Hace unas semanas el joven poeta madrileño Marcos Nogales (1994) publicó su nuevo poemario, Salto de Fe (Rialp), accésit del prestigioso premio Adonáis en su edición de 2024. La poesía de Marcos tiene ese tono —tan difícil de conseguir— de hablar de cosas profundas con ligereza y naturalidad.

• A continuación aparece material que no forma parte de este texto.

use super::isoline::isolines;
use crate::error::{GeomqaError, Result};
use crate::volume::{percentile, Volume};
use base64::{engine::general_purpose::STANDARD, Engine as _};
use image::{ImageBuffer, ImageFormat, Luma};
use ndarray::ArrayView2;
use std::io::Cursor;
use std::path::Path;
use svg::node::element::path::Data;
use svg::node::element::{Group, Image, Path as SvgPath, Rectangle, Text};
use svg::node::Text as TextNode;
use svg::Document;

/// Distortion contour levels in mm
pub const CONTOUR_LEVELS: [f64; 11] = [0.1, 0.5, 1.0, 1.5, 2.0, 3.0, 4.0, 5.0, 10.0, 15.0, 20.0];

/// Colour of each contour level
pub const CONTOUR_COLOURS: [&str; 11] = [
    "gray", "green", "green", "orange", "red", "red", "red", "red", "purple", "purple", "purple",
];

const NOTE: [&str; 8] = [
    "The contours show the distortion of the MRI",
    "in mm overlayed on the MRI. Distortion is",
    "quantified as the magnitude of the",
    "displacement field from the non-rigid",
    "registration of the MRI to a CT image of",
    "the phantom.",
    "If no contours are shown",
    "distortions are <0.1 mm.",
];

// A4 portrait in hundredths of an inch
const PAGE_WIDTH: f32 = 827.0;
const PAGE_HEIGHT: f32 = 1170.0;
const TITLE_HEIGHT: f32 = 100.0;
const MARGIN: f32 = 40.0;
const LABEL_SPACE: f32 = 22.0;

/// Slice plane through the centre of the volume
#[derive(Debug, Clone, Copy, PartialEq, Eq)]
pub enum Plane {
    Sagittal,
    Coronal,
    Axial,
}

impl Plane {
    pub const ALL: [Plane; 3] = [Plane::Sagittal, Plane::Coronal, Plane::Axial];

    /// Volume axis perpendicular to the plane
    fn normal_axis(&self) -> usize {
        match self {
            Plane::Sagittal => 0,
            Plane::Coronal => 1,
            Plane::Axial => 2,
        }
    }

    /// Volume axes shown horizontally and vertically
    fn display_axes(&self) -> (usize, usize) {
        match self {
            Plane::Sagittal => (1, 2),
            Plane::Coronal => (0, 2),
            Plane::Axial => (0, 1),
        }
    }

    /// Orientation labels at the top, right, bottom and left of the slice
    pub fn labels(&self) -> [&'static str; 4] {
        match self {
            Plane::Sagittal => ["S", "A", "I", "P"],
            Plane::Coronal => ["S", "R", "I", "L"],
            Plane::Axial => ["A", "R", "P", "L"],
        }
    }

    /// Grid cell (column, row) of the plane on the page
    fn cell(&self) -> (usize, usize) {
        match self {
            Plane::Sagittal => (0, 0),
            Plane::Coronal => (1, 0),
            Plane::Axial => (0, 1),
        }
    }
}

/// Axis-aligned box on the page
#[derive(Debug, Clone, Copy, PartialEq)]
struct Frame {
    x: f32,
    y: f32,
    width: f32,
    height: f32,
}

impl Frame {
    fn cell(column: usize, row: usize) -> Self {
        let width = (PAGE_WIDTH - 3.0 * MARGIN) / 2.0;
        let height = (PAGE_HEIGHT - TITLE_HEIGHT - 3.0 * MARGIN) / 2.0;
        Self {
            x: MARGIN + column as f32 * (width + MARGIN),
            y: TITLE_HEIGHT + MARGIN + row as f32 * (height + MARGIN),
            width,
            height,
        }
    }

    /// Largest box of the given physical aspect ratio centred in this one
    fn fit(&self, physical_width: f32, physical_height: f32) -> Self {
        let inner_width = self.width - 2.0 * LABEL_SPACE;
        let inner_height = self.height - 2.0 * LABEL_SPACE;
        let scale = (inner_width / physical_width).min(inner_height / physical_height);
        let width = physical_width * scale;
        let height = physical_height * scale;
        Self {
            x: self.x + (self.width - width) / 2.0,
            y: self.y + (self.height - height) / 2.0,
            width,
            height,
        }
    }
}

/// Three orthogonal slices of a base image overlaid with distortion contours
///
/// The page is laid out as
///
/// ```text
///          Figure Title
///
///   +---------+   +---------+
///   |   Sag   |   |   Cor   |
///   +---------+   +---------+
///   +---------+
///   |  Axial  |    note
///   +---------+
/// ```
pub struct Figure<'a> {
    base: &'a Volume,
    overlay: &'a Volume,
    title: String,
}

impl<'a> Figure<'a> {
    /// Creates a figure; `base` and `overlay` must share the same voxel grid
    pub fn new(base: &'a Volume, overlay: &'a Volume, title: impl Into<String>) -> Result<Self> {
        if base.shape() != overlay.shape() {
            return Err(GeomqaError::InvalidVolume(format!(
                "base shape {:?} does not match contour shape {:?}",
                base.shape(),
                overlay.shape()
            )));
        }
        if base.shape().iter().any(|&n| n == 0) {
            return Err(GeomqaError::InvalidVolume("empty volume".to_string()));
        }

        Ok(Self {
            base,
            overlay,
            title: title.into(),
        })
    }

    /// Builds the SVG document
    pub fn document(&self) -> Result<Document> {
        let values = self.base.values();
        let low = percentile(&values, 1.0).unwrap_or(0.0);
        let high = percentile(&values, 99.0).unwrap_or(1.0);

        let mut document = Document::new()
            .set("width", "210mm")
            .set("height", "297mm")
            .set("viewBox", format!("0 0 {} {}", PAGE_WIDTH, PAGE_HEIGHT))
            .set("font-family", "sans-serif")
            .add(
                Rectangle::new()
                    .set("width", PAGE_WIDTH)
                    .set("height", PAGE_HEIGHT)
                    .set("fill", "white"),
            )
            .add(
                text(&self.title, PAGE_WIDTH / 2.0, TITLE_HEIGHT / 2.0, "middle")
                    .set("font-size", 19)
                    .set("font-weight", "bold"),
            );

        for plane in Plane::ALL {
            document = document.add(self.panel(plane, low, high)?);
        }

        Ok(document.add(note(Frame::cell(1, 1))))
    }

    /// Writes the figure to `path`
    pub fn save(&self, path: &Path) -> Result<()> {
        svg::save(path, &self.document()?)?;
        Ok(())
    }

    fn panel(&self, plane: Plane, low: f64, high: f64) -> Result<Group> {
        let base = self.base.central_slice(plane.normal_axis());
        let overlay = self.overlay.central_slice(plane.normal_axis());
        let (rows, cols) = base.dim();

        let (h_axis, v_axis) = plane.display_axes();
        let (column, row) = plane.cell();
        let frame = Frame::cell(column, row).fit(
            cols as f32 * self.base.zooms[h_axis] as f32,
            rows as f32 * self.base.zooms[v_axis] as f32,
        );

        let png = encode_png(base, low, high)?;
        let mut group = Group::new().add(
            Image::new()
                .set("x", frame.x)
                .set("y", frame.y)
                .set("width", frame.width)
                .set("height", frame.height)
                .set("preserveAspectRatio", "none")
                .set("style", "image-rendering:pixelated")
                .set("href", format!("data:image/png;base64,{}", STANDARD.encode(png))),
        );

        // grid point (c, r) is the centre of pixel c, counted up from the bottom row
        let scale_x = frame.width / cols as f32;
        let scale_y = frame.height / rows as f32;
        let to_page = |(x, y): (f64, f64)| -> (f32, f32) {
            (
                frame.x + (x as f32 + 0.5) * scale_x,
                frame.y + frame.height - (y as f32 + 0.5) * scale_y,
            )
        };

        for (level, colour) in CONTOUR_LEVELS.iter().zip(CONTOUR_COLOURS) {
            let segments = isolines(overlay, *level);
            if segments.is_empty() {
                continue;
            }

            let mut data = Data::new();
            for [start, end] in &segments {
                data = data.move_to(to_page(*start)).line_to(to_page(*end));
            }
            group = group.add(
                SvgPath::new()
                    .set("d", data)
                    .set("fill", "none")
                    .set("stroke", colour)
                    .set("stroke-width", 1.2),
            );

            let [start, end] = segments[segments.len() / 2];
            let (x, y) = to_page(((start.0 + end.0) / 2.0, (start.1 + end.1) / 2.0));
            group = group.add(
                text(&format!("{:.1}", level), x, y, "middle")
                    .set("font-size", 10)
                    .set("fill", colour)
                    .set("stroke", "white")
                    .set("stroke-width", 0.3),
            );
        }

        let [top, right, bottom, left] = plane.labels();
        let middle_x = frame.x + frame.width / 2.0;
        let middle_y = frame.y + frame.height / 2.0;
        group = group
            .add(text(top, middle_x, frame.y - 6.0, "middle"))
            .add(text(right, frame.x + frame.width + 6.0, middle_y + 5.0, "start"))
            .add(text(bottom, middle_x, frame.y + frame.height + 16.0, "middle"))
            .add(text(left, frame.x - 6.0, middle_y + 5.0, "end"));

        Ok(group)
    }
}

/// Loads a base image and a contour image and writes the figure to `out`
///
/// The figure is titled after the base image file name.
pub fn contour(base_path: &Path, contour_path: &Path, out: &Path) -> Result<()> {
    let base = Volume::load(base_path)?;
    let overlay = Volume::load(contour_path)?;
    Figure::new(&base, &overlay, title_for(base_path))?.save(out)
}

/// Figure title for an MRI file
pub fn title_for(mri: &Path) -> String {
    let name = mri
        .file_name()
        .map(|n| n.to_string_lossy().into_owned())
        .unwrap_or_default();
    format!("Distortion of {}", name)
}

/// Greyscale PNG of a slice, windowed to `[low, high]`, bottom row last
fn encode_png(slice: ArrayView2<'_, f64>, low: f64, high: f64) -> Result<Vec<u8>> {
    let (rows, cols) = slice.dim();
    let range = high - low;

    let img = ImageBuffer::from_fn(cols as u32, rows as u32, |x, y| {
        let value = slice[[rows - 1 - y as usize, x as usize]];
        let scaled = if range > 0.0 && !value.is_nan() {
            ((value - low) / range).clamp(0.0, 1.0)
        } else {
            0.0
        };
        Luma([(scaled * 255.0).round() as u8])
    });

    let mut bytes = Vec::new();
    img.write_to(&mut Cursor::new(&mut bytes), ImageFormat::Png)?;
    Ok(bytes)
}

fn text(content: &str, x: f32, y: f32, anchor: &str) -> Text {
    Text::new()
        .set("x", x)
        .set("y", y)
        .set("text-anchor", anchor)
        .add(TextNode::new(escape_xml(content)))
}

/// Text nodes are written verbatim, so markup characters must be escaped
fn escape_xml(content: &str) -> String {
    let mut escaped = String::with_capacity(content.len());
    for c in content.chars() {
        match c {
            '&' => escaped.push_str("&amp;"),
            '<' => escaped.push_str("&lt;"),
            '>' => escaped.push_str("&gt;"),
            _ => escaped.push(c),
        }
    }
    escaped
}

fn note(cell: Frame) -> Group {
    let line_height = 18.0;
    let box_height = (NOTE.len() as f32 + 2.0) * line_height;
    let top = cell.y + (cell.height - box_height) / 2.0;

    let mut group = Group::new().add(
        Rectangle::new()
            .set("x", cell.x + 10.0)
            .set("y", top)
            .set("width", cell.width - 20.0)
            .set("height", box_height)
            .set("rx", 15)
            .set("fill", "gray")
            .set("fill-opacity", 0.5),
    );

    let mut y = top + 1.5 * line_height;
    for (i, line) in NOTE.iter().enumerate() {
        // blank line before the last paragraph
        if i == 6 {
            y += line_height / 2.0;
        }
        group = group.add(
            text(line, cell.x + cell.width / 2.0, y, "middle")
                .set("font-size", 13)
                .set("font-style", "italic"),
        );
        y += line_height;
    }

    group
}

Uno de los temas centrales del libro es la memoria y el rastro en el tiempo de las cosas que una vez sucedieron y nos dejaron huella, así como el dolor de vislumbrar su pérdida y potencial olvido, como ocurre en «Herencia»: «Desde que fallecieron mis abuelos / solo cuento como herencia tres preguntas: / por qué escribieron DOLOR / en su última caja de pastillas, / quiénes fueron los padres de mi abuelo / y por qué murió sin tener una respuesta». O también en el poema precisamente llamado así, «Memoria»: «En el primer piso de mi bloque, / una anciana plantó unas flores. / De aquello, ahora, solo quedan / unas hojas secas y este poema».

Un apremiante deseo de trascendencia azuza el ánimo del poeta en el conciso «Un poema»: «Un poema que me sobreviva; / es todo lo que aspiro a escribir», o en el melancólico «El camino»: «Va rogando con una breve oración / que pase algo, algo que le dé sentido»; pero la esperanza siempre irrumpe repentinamente de la improbable posibilidad de un que acoja la súplica de sentido, cuya presencia se intuye en cada paso que se da: «Desde mi ventana se ve otra ventana, / no un árbol, no el cielo o el mar, / otra ventana a la que alguien se asoma / y también mira esperando algo más».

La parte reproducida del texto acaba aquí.